One virtue BIG THINK has not been big on is COURAGE. That might be a problem. According Aristotle, courage is not only the first of the virtues, but all the other virtues participate in it. His opinion is much more reasonable, I think, than those who attempt to root all virtue in empathy.
To be courageous is to live well with danger. We all have to do that! Doesn’t all virtue require not being enslaved to fear, being ready to risk everything for the right cause or principle or person or place?
People who praise being an entrepreneur often talk up risk-taking. But what they usually mean isn’t even quite courage at all. The risk is that someone might end up poor. They don’t often mean risking total oblivion—as did the pioneers and explorers and even inventors of the past. (The praise of the courage of Steve Jobs in the face of his untimely death, which may be just, has nothing to do with his job.)
So someone might say courage has become irrelevant. Those days in which most people have to risk their lives for their country or their religion or their cause or the truth or even their children are pretty much over. We’re even suspicious of causes that lead people to risk lives—either their own or those of others. We think we’re better off to the extent that John Lennon’s imagining become real, and there’s nothing to kill or fight for.
We tend even to think that people were crazy when they thought that there was anything higher than protecting the lives and liberty of the people around right now.
But the truth is that we need some courage, at least, to just keep our heads. Each human life is pretty darn insecure, and we have to have some virtue not to be obsessed with our personal contingency, not to be obsessed with avoiding every conceivable risk factor. So we still have to be courageous to live with the facts of both the possibility of accidental death and the necessity of eventual death. Courage will always be required to live and especially to act welll in light of what we really know.
The view that courage might become obsolete is promulgated by some transhumanists. If we free our beings from contingency by bringing them under our rational control, then all the virtues, beginning with courage, that flow from being moved by death will wither away.
The possibility of the coming SINGULARITY works against courage. Courage makes sense as a way of displaying my nobility or my virtuous transcendence of my biological limitations through fearless action if I’m going to die anyway fairly soon. But if my death need not necessarily come at any particular time, arguably all courage becomes recklessness.
Anyone who really expects to live until the SINGULARITY has every reason to be as risk-averse as possible. That person expects to transcend his biological limitations in a much more definitive way. The courageous man who dies in battle proves to us that he was more than a mere body; nonetheless, there’s no denying he’s now a dead body and nothing more (at least without faith). We’re fooling ourselves, perhaps, if we think that the memory of his life can really compensate for its real absence now.

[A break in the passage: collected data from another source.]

// Copyright 2024-Present Datadog, Inc. https://www.datadoghq.com/
// SPDX-License-Identifier: Apache-2.0

//! The shared transfer buffer and the tagged-block transfer record.
//!
//! This is the only channel between the faulting process and the reporter
//! process.  Everything inside the record is referenced by byte offset, never
//! by pointer: the reader lives in a different address space with a different
//! heap state than the writer.

mod record;
mod shared_buffer;

pub use record::{
    AssertionRecord, FaultSummary, FileFlags, RecordSeed, RegisteredFile, TransferReader,
    TransferRecord, TransferWriter,
};
pub use shared_buffer::SharedBuffer;

use thiserror::Error;

#[derive(Debug, Error)]
pub enum TransferError {
    #[error("Failed to create shared memory object {0}: {1}")]
    CreateFailed(String, nix::Error),
    #[error("Failed to open shared memory object {0}: {1}")]
    OpenFailed(String, nix::Error),
    #[error("Failed to size shared memory object: {0}")]
    ResizeFailed(nix::Error),
    #[error("Failed to map view at offset {offset} length {length}: {source}")]
    MapFailed {
        offset: usize,
        length: usize,
        source: nix::Error,
    },
    #[error("View [{offset}, +{length}) does not fit in a buffer of {size} bytes")]
    ViewOutOfRange {
        offset: usize,
        length: usize,
        size: usize,
    },
    #[error("Transfer buffer is full (ceiling {0} bytes)")]
    BufferFull(usize),
    #[error("String of {0} bytes exceeds the block size limit")]
    StringTooLong(usize),
    #[error("Record does not start with the expected magic tag")]
    BadMagic,
    #[error("Record schema version {actual} does not match expected {expected}")]
    SchemaMismatch { expected: u32, actual: u32 },
    #[error("Unrecognized block tag at offset {0}")]
    InvalidBlock(u32),
    #[error("Block at offset {offset} declares an inconsistent size {size}")]
    InconsistentBlock { offset: u32, size: u16 },
    #[error("Record walk ended at {reached}, header declares total size {declared}")]
    TotalSizeMismatch { reached: u32, declared: u32 },
    #[error("String block holds invalid utf-8")]
    InvalidUtf8,
    #[error(transparent)]
    Io(#[from] std::io::Error),
}
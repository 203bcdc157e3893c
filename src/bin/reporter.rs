// Copyright 2024-Present Datadog, Inc. https://www.datadoghq.com/
// SPDX-License-Identifier: Apache-2.0

#[cfg(not(unix))]
fn main() {}

#[cfg(unix)]
fn main() -> anyhow::Result<()> {
    use anyhow::Context;
    use std::path::PathBuf;

    let mut args = std::env::args().skip(1);
    let crash_id = args
        .next()
        .context("usage: crashtrap-reporter <crash-id> [sync-fifo-path]")?;
    let fifo_path = args.next().map(PathBuf::from);
    crashtrap::reporter::reporter_entry_point(&crash_id, fifo_path.as_deref())
}
/// Forks and execs the reporter, then waits (bounded) for its completion
/// signal on the fifo.  A synced reporter is also reaped so it does not
/// linger as a zombie; an unsynced one is left to init.
pub fn launch_reporter(
    launch: &PreparedLaunch,
    fifo: &SyncFifo,
    timeout: Duration,
) -> Result<LaunchResult, LaunchError> {
    let pid = alt_fork();
    if pid < 0 {
        return Err(LaunchError::ForkFailed(Errno::last_raw()));
    }
    if pid == 0 {
        // Child.  Only returns on exec failure; nothing downstream of a
        // failed exec is recoverable here.
        let _ = launch.execve.exec();
        terminate();
    }

    let manager = TimeoutManager::new(timeout);
    let synced = fifo.wait_signalled(&manager)?;
    if synced {
        // Best effort; the reporter may outlive the sync signal on purpose
        // (asynchronous delivery) and be reparented instead.
        let _ = reap_child_non_blocking(Pid::from_raw(pid), &manager);
    }
    Ok(LaunchResult { pid, synced })
}
// Copyright 2024-Present Datadog, Inc. https://www.datadoghq.com/
// SPDX-License-Identifier: Apache-2.0

use serde::Serialize;

/// The minimal machine state captured at the fault site: enough for the
/// reporter to anchor a stack walk without the faulting process doing any
/// unwinding itself.
#[derive(Debug, Copy, Clone, Default, PartialEq, Eq, Serialize)]
pub struct MachineContext {
    pub ip: u64,
    pub sp: u64,
    /// The address whose access faulted, when the kernel reports one.
    pub fault_addr: u64,
}

impl MachineContext {
    /// Captures the caller's approximate ip/sp.  Used for manual reports and
    /// runtime-detected faults that arrive without a signal context.
    pub fn capture_current() -> Self {
        let mut ctx = MachineContext::default();
        let mut depth = 0usize;
        // SAFETY: called from a single thread on its own stack; the
        // unsynchronized variant is also usable from a signal handler.
        unsafe {
            backtrace::trace_unsynchronized(|frame| {
                depth += 1;
                if depth == 2 {
                    ctx.ip = frame.ip() as u64;
                    ctx.sp = frame.sp() as u64;
                    false
                } else {
                    true
                }
            });
        }
        ctx
    }

    /// Extracts ip/sp from the ucontext passed to a signal handler, plus the
    /// faulting address from siginfo.
    ///
    /// # Safety
    /// `ucontext` and `info` must be the pointers the kernel handed to the
    /// signal handler.
    pub unsafe fn from_signal(info: *const libc::siginfo_t, ucontext: *const libc::c_void) -> Self {
        let mut ctx = MachineContext::default();
        if !info.is_null() {
            #[cfg(target_os = "linux")]
            {
                ctx.fault_addr = (*info).si_addr() as u64;
            }
            #[cfg(target_os = "macos")]
            {
                ctx.fault_addr = (*info).si_addr as u64;
            }
        }
        if ucontext.is_null() {
            return ctx;
        }

        #[cfg(all(target_os = "linux", target_arch = "x86_64"))]
        {
            let uc = &*(ucontext as *const libc::ucontext_t);
            ctx.ip = uc.uc_mcontext.gregs[libc::REG_RIP as usize] as u64;
            ctx.sp = uc.uc_mcontext.gregs[libc::REG_RSP as usize] as u64;
        }
        #[cfg(all(target_os = "linux", target_arch = "aarch64"))]
        {
            let uc = &*(ucontext as *const libc::ucontext_t);
            ctx.ip = uc.uc_mcontext.pc;
            ctx.sp = uc.uc_mcontext.sp;
        }
        #[cfg(all(target_os = "macos", target_arch = "x86_64"))]
        {
            let uc = &*(ucontext as *const libc::ucontext_t);
            ctx.ip = (*uc.uc_mcontext).__ss.__rip;
            ctx.sp = (*uc.uc_mcontext).__ss.__rsp;
        }
        #[cfg(all(target_os = "macos", target_arch = "aarch64"))]
        {
            let uc = &*(ucontext as *const libc::ucontext_t);
            ctx.ip = (*uc.uc_mcontext).__ss.__pc;
            ctx.sp = (*uc.uc_mcontext).__ss.__sp;
        }
        ctx
    }
}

The all-volunteer army also works against courage. The so-called Greatest Generation was filled with men who often rather routinely displayed courage in a war well worth fighting. But now we neither demand nor expect that citizens be soldiers. And President Bush the elder was the last commander-in-chief who had honorably and courageously served his country.
With the disappearance of the widespread expectation of courage, we become less grateful for those who still deploy their courage to protect us. The members of the various special forces, for example, have lives that have become so countercultural or incomprehensible that we rarely take them into account.
It’s true that Country Music still displays the citizen-soldier for our admiration, just as it takes more seriously than most of us the thought that we achieve significance by thinking of ourselves as parts of wholes greater than ourselves. Most country singers are very careful to thank God and the military, and some make them both the point of their performances.